Collected data
______________________________

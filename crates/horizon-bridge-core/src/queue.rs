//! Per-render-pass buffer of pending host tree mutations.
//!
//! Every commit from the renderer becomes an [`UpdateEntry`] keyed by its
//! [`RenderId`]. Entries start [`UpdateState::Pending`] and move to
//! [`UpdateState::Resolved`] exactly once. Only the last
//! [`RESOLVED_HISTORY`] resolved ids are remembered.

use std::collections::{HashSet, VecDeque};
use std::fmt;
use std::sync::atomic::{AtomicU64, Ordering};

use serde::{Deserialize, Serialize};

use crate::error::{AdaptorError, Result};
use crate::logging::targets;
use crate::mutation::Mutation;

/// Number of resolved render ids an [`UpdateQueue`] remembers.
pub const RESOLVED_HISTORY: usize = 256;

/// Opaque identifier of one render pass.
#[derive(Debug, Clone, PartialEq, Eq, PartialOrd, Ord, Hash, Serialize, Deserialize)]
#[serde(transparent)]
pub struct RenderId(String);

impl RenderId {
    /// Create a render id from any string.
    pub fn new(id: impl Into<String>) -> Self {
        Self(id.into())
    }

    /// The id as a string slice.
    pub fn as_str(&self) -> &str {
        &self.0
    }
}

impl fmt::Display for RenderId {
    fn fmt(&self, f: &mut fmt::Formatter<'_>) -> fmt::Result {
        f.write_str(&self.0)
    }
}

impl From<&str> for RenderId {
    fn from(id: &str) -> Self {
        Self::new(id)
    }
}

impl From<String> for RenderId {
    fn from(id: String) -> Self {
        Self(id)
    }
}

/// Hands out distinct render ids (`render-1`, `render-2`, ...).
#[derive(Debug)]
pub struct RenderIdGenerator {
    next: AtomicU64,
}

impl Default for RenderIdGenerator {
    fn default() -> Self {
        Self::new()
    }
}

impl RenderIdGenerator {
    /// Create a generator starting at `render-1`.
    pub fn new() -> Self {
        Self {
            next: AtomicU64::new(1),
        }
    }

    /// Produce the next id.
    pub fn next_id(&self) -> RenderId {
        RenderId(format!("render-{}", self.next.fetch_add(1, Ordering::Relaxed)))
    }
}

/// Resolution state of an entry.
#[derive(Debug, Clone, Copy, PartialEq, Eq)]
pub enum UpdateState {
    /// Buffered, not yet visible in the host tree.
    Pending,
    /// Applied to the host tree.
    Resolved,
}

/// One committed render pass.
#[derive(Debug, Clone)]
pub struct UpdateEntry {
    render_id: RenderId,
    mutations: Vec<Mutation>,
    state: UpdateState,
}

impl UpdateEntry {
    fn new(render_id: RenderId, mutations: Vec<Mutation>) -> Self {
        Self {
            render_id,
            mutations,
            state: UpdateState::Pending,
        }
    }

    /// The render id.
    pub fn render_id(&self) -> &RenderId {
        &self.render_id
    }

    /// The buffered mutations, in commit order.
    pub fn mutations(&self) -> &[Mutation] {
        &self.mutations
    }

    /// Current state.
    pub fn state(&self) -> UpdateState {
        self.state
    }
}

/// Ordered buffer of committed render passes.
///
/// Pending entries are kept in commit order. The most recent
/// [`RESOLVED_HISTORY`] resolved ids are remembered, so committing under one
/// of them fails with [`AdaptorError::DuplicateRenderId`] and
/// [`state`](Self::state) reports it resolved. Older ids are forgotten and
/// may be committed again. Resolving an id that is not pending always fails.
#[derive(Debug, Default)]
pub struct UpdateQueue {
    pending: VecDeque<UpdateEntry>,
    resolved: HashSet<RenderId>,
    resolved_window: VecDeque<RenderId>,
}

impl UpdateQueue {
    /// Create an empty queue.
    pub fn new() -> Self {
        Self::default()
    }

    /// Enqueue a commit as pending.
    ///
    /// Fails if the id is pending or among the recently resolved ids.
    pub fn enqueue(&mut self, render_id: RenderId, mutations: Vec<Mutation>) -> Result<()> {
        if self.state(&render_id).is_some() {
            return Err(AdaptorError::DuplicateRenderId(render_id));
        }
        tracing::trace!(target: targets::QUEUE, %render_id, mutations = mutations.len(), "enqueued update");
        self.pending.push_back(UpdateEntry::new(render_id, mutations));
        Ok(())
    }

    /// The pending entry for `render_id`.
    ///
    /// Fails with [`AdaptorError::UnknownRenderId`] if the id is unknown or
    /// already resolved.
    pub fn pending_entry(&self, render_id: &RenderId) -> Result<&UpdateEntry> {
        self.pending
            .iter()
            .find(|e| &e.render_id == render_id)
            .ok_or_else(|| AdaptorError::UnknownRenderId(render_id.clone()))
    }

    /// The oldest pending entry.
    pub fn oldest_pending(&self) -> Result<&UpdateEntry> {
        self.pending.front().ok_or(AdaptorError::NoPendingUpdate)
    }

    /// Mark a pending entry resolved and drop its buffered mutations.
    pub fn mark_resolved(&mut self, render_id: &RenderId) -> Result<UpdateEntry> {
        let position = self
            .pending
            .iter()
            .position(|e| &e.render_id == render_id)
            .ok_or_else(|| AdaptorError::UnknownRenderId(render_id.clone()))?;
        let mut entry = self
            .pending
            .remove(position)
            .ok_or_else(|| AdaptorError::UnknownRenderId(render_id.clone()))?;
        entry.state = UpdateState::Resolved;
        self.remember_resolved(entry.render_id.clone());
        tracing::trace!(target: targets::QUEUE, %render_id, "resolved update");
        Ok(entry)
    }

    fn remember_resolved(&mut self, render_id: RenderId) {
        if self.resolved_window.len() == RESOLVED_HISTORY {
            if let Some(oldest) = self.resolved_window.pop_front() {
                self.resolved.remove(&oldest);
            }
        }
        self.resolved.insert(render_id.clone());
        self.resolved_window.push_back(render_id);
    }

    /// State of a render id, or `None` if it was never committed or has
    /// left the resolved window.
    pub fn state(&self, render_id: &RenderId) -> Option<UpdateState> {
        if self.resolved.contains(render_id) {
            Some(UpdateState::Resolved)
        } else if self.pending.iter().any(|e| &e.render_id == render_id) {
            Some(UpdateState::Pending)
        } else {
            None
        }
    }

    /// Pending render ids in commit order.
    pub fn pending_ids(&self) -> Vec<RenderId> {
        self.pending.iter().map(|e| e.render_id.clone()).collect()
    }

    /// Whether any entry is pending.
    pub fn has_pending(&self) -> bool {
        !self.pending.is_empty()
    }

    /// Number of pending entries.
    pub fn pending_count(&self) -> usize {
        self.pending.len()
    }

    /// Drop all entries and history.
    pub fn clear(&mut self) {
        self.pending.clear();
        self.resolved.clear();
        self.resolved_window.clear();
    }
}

______________________________

What to work on: Looking through the records, copy out every line in which the word "Debug" is found.

Task answer:
#[derive(Debug, Clone, PartialEq, Eq, PartialOrd, Ord, Hash, Serialize, Deserialize)]
#[derive(Debug)]
#[derive(Debug, Clone, Copy, PartialEq, Eq)]
#[derive(Debug, Clone)]
#[derive(Debug, Default)]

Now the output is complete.